Activity
All of the data needs to be repeated exactly.

Records supplied
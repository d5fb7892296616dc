//! Commands module - CLI command implementations.
//!
//! Each command is implemented in its own module for separation of concerns.

pub mod catalog;
pub mod migrate;
pub mod seed;
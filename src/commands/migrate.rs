//! Migrate command - Database migration management.

use crate::cli::args::{MigrateAction, MigrateArgs};
use crate::config::Config;
use crate::errors::AppResult;
use crate::infra::Database;

/// Execute the migrate command
pub async fn execute(args: MigrateArgs, config: Config) -> AppResult<()> {
    // Connect without auto-running migrations for manual control
    let db = Database::connect_without_migrations(&config).await?;

    match args.action {
        MigrateAction::Up => {
            tracing::info!("Running pending migrations...");
            db.run_migrations().await?;
            tracing::info!("Migrations completed successfully");
        }
        MigrateAction::Down => {
            tracing::info!("Rolling back last migration...");
            db.rollback_migration().await?;
            tracing::info!("Rollback completed successfully");
        }
        MigrateAction::Status => {
            for (name, applied) in db.migration_status().await? {
                println!("{}: {}", name, if applied { "applied" } else { "pending" });
            }
        }
        MigrateAction::Fresh => {
            tracing::warn!("Resetting database and running all migrations...");
            db.fresh_migrations().await?;
            tracing::info!("Fresh migrations completed successfully");
        }
    }

    Ok(())
}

Answer to the exercise
repository d5fb7892296616dc
//! Commands module - CLI command implementations.
//!
//! Each command is implemented in its own module for separation of concerns.

pub mod catalog;
pub mod migrate;
pub mod seed;
filename src/commands/migrate.rs
//! Migrate command - Database migration management.

use crate::cli::args::{MigrateAction, MigrateArgs};
use crate::config::Config;
use crate::errors::AppResult;
use crate::infra::Database;

/// Execute the migrate command
pub async fn execute(args: MigrateArgs, config: Config) -> AppResult<()> {
    // Connect without auto-running migrations for manual control
    let db = Database::connect_without_migrations(&config).await?;

    match args.action {
        MigrateAction::Up => {
            tracing::info!("Running pending migrations...");
            db.run_migrations().await?;
            tracing::info!("Migrations completed successfully");
        }
        MigrateAction::Down => {
            tracing::info!("Rolling back last migration...");
            db.rollback_migration().await?;
            tracing::info!("Rollback completed successfully");
        }
        MigrateAction::Status => {
            for (name, applied) in db.migration_status().await? {
                println!("{}: {}", name, if applied { "applied" } else { "pending" });
            }
        }
        MigrateAction::Fresh => {
            tracing::warn!("Resetting database and running all migrations...");
            db.fresh_migrations().await?;
            tracing::info!("Fresh migrations completed successfully");
        }
    }

    Ok(())
}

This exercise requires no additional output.